Tuesday, 17 April 2007


The humiliating loss to South Africa was a fitting exit for an England team that had offered little to the 2007 World Cup. From the moment they failed to challenge New Zealand in their opening match England have stuttered and stumbled along, showing glimpses of quality, like nearly snatching victory against Sri Lanka and pummeling Australia for half an innings, but generally being consistently mediocre.

Poor selection and preparation has yielded poor performances from most of the team. Only Pietersen and Collingwood have played consistently well. Flintoff has bowled pretty well, but failed utterly with the bat, while Bopara and Nixon have played some fine cameos, as well as those memorable innings against Sri Lanka. Other odd good performances have punctuated the general malaise, but failed to dispell it.

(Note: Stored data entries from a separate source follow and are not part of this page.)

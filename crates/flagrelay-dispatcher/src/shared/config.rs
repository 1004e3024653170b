use crate::shared::error::{DispatcherError, DispatcherResult};
use flagrelay_core::RetryPolicy;
use flagrelay_providers::ProviderSettings;
use std::net::SocketAddr;
use std::path::PathBuf;
use std::str::FromStr;
use std::time::Duration;

#[derive(Debug, Clone)]
pub struct DispatcherConfig {
    pub listen_addr: SocketAddr,
    pub public_url: String,
    pub delivery_timeout: Duration,
    pub retry_policy: RetryPolicy,
    pub addon_cache_ttl: Duration,
    pub outcome_history: usize,
    pub event_buffer: usize,
    pub event_history: usize,
    pub addons_file: Option<PathBuf>,
}

impl Default for DispatcherConfig {
    fn default() -> Self {
        Self {
            listen_addr: SocketAddr::from(([127, 0, 0, 1], 4243)),
            public_url: "http://localhost:4242".to_string(),
            delivery_timeout: Duration::from_secs(10),
            retry_policy: RetryPolicy::never(),
            addon_cache_ttl: Duration::from_secs(60),
            outcome_history: 200,
            event_buffer: 1024,
            event_history: 1000,
            addons_file: None,
        }
    }
}

impl DispatcherConfig {
    pub fn from_env() -> DispatcherResult<Self> {
        Self::from_lookup(|key| std::env::var(key).ok())
    }

    /// Build from any key lookup; unset keys keep their defaults.
    pub fn from_lookup<F>(lookup: F) -> DispatcherResult<Self>
    where
        F: Fn(&str) -> Option<String>,
    {
        let defaults = Self::default();
        let get = |key: &str| lookup(key).filter(|value| !value.trim().is_empty());

        let max_retries = parse_or(&get, "FLAGRELAY_MAX_RETRIES", 0u32)?;
        let backoff_ms = parse_or(&get, "FLAGRELAY_RETRY_BACKOFF_MS", 500u64)?;
        let retry_policy = if max_retries == 0 {
            RetryPolicy::never()
        } else {
            RetryPolicy::exponential(max_retries, Duration::from_millis(backoff_ms))
        };

        let event_buffer = parse_or(&get, "FLAGRELAY_EVENT_BUFFER", defaults.event_buffer)?;
        if event_buffer == 0 {
            return Err(DispatcherError::ConfigurationError(
                "FLAGRELAY_EVENT_BUFFER must be greater than zero".to_string(),
            ));
        }

        let timeout_ms = parse_or(&get, "FLAGRELAY_DELIVERY_TIMEOUT_MS", 10_000u64)?;
        if timeout_ms == 0 {
            return Err(DispatcherError::ConfigurationError(
                "FLAGRELAY_DELIVERY_TIMEOUT_MS must be greater than zero".to_string(),
            ));
        }

        Ok(Self {
            listen_addr: parse_or(&get, "FLAGRELAY_ADDR", defaults.listen_addr)?,
            public_url: get("FLAGRELAY_PUBLIC_URL").unwrap_or(defaults.public_url),
            delivery_timeout: Duration::from_millis(timeout_ms),
            retry_policy,
            addon_cache_ttl: Duration::from_secs(parse_or(
                &get,
                "FLAGRELAY_ADDON_CACHE_TTL_SECS",
                60u64,
            )?),
            outcome_history: parse_or(&get, "FLAGRELAY_OUTCOME_HISTORY", defaults.outcome_history)?,
            event_buffer,
            event_history: parse_or(&get, "FLAGRELAY_EVENT_HISTORY", defaults.event_history)?,
            addons_file: get("FLAGRELAY_ADDONS_FILE").map(PathBuf::from),
        })
    }

    pub fn provider_settings(&self) -> ProviderSettings {
        ProviderSettings {
            public_url: self.public_url.clone(),
            request_timeout: self.delivery_timeout,
        }
    }
}

fn parse_or<T, G>(get: &G, key: &str, default: T) -> DispatcherResult<T>
where
    T: FromStr,
    T::Err: std::fmt::Display,
    G: Fn(&str) -> Option<String>,
{
    match get(key) {
        Some(raw) => raw.trim().parse::<T>().map_err(|e| {
            DispatcherError::ConfigurationError(format!("invalid value for {key} ('{raw}'): {e}"))
        }),
        None => Ok(default),
    }
}

#[cfg(test)]
mod tests {
    use super::*;
    use std::collections::HashMap;

    fn lookup(pairs: &[(&str, &str)]) -> impl Fn(&str) -> Option<String> {
        let map: HashMap<String, String> = pairs
            .iter()
            .map(|(k, v)| (k.to_string(), v.to_string()))
            .collect();
        move |key| map.get(key).cloned()
    }

    #[test]
    fn test_defaults_when_nothing_is_set() {
        let config = DispatcherConfig::from_lookup(lookup(&[])).unwrap();
        assert_eq!(config.listen_addr.port(), 4243);
        assert_eq!(config.delivery_timeout, Duration::from_secs(10));
        assert_eq!(config.retry_policy, RetryPolicy::never());
        assert_eq!(config.addon_cache_ttl, Duration::from_secs(60));
        assert_eq!(config.event_history, 1000);
        assert!(config.addons_file.is_none());
    }

    #[test]
    fn test_overrides_are_parsed() {
        let config = DispatcherConfig::from_lookup(lookup(&[
            ("FLAGRELAY_ADDR", "0.0.0.0:9000"),
            ("FLAGRELAY_PUBLIC_URL", "https://toggles.example.com"),
            ("FLAGRELAY_DELIVERY_TIMEOUT_MS", "250"),
            ("FLAGRELAY_MAX_RETRIES", "3"),
            ("FLAGRELAY_RETRY_BACKOFF_MS", "100"),
            ("FLAGRELAY_ADDONS_FILE", "/etc/flagrelay/addons.json"),
            ("FLAGRELAY_EVENT_HISTORY", "50"),
        ]))
        .unwrap();

        assert_eq!(config.listen_addr.port(), 9000);
        assert_eq!(config.public_url, "https://toggles.example.com");
        assert_eq!(config.delivery_timeout, Duration::from_millis(250));
        assert_eq!(
            config.retry_policy,
            RetryPolicy::exponential(3, Duration::from_millis(100))
        );
        assert_eq!(
            config.addons_file,
            Some(PathBuf::from("/etc/flagrelay/addons.json"))
        );
        assert_eq!(config.provider_settings().request_timeout, Duration::from_millis(250));
        assert_eq!(config.event_history, 50);
    }

    #[test]
    fn test_invalid_number_is_configuration_error() {
        let result =
            DispatcherConfig::from_lookup(lookup(&[("FLAGRELAY_DELIVERY_TIMEOUT_MS", "soon")]));
        assert!(matches!(
            result,
            Err(DispatcherError::ConfigurationError(ref msg)) if msg.contains("FLAGRELAY_DELIVERY_TIMEOUT_MS")
        ));
    }

    #[test]
    fn test_zero_event_buffer_is_rejected() {
        let result = DispatcherConfig::from_lookup(lookup(&[("FLAGRELAY_EVENT_BUFFER", "0")]));
        assert!(result.is_err());
    }

    #[test]
    fn test_zero_delivery_timeout_is_rejected() {
        let result =
            DispatcherConfig::from_lookup(lookup(&[("FLAGRELAY_DELIVERY_TIMEOUT_MS", "0")]));
        assert!(matches!(
            result,
            Err(DispatcherError::ConfigurationError(ref msg)) if msg.contains("greater than zero")
        ));
    }
}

Fletcher, who so brilliantly lifted England from the abyss when he first became coach, now looks bereft of ideas and the end is surely nigh. Perhaps, one more good season of home Tests is all he has left - it would be sad to see him leave now on such a terrible note.

Where England go from here in ODIs is hard to say. They have the nucleus of a good team - Pietersen, Flintoff, Collingwood, Bopara, Panesar and Anderson, but badly need more quality in key areas. Both opener slots are up for grabs, at least one of whom needs to be an aggressive big hitter (if not Trescothick then someone like him). Hopefully the forthcoming county season will yield such players, along with a genuine strike bowler, unless Simon Jones can overcome his injury problems.

The debate over the keeper will rage on, with many calling for one keeper in ODIs and another in Tests. I would prefer to see England select a keeper who can bat for both forms of cricket. My choice would be Steven Davies, though many see him as much more of a Test keeper than one for ODIs. If England do split the role then Nixon has made a good case for himself in ODIs or Prior could be given another go, with Davies in Tests.

Whatever else happens England must learn the harsh lessons given to them in this tournament and start playing ODI cricket in the aggressive manner that the best international teams have been doing for the last decade.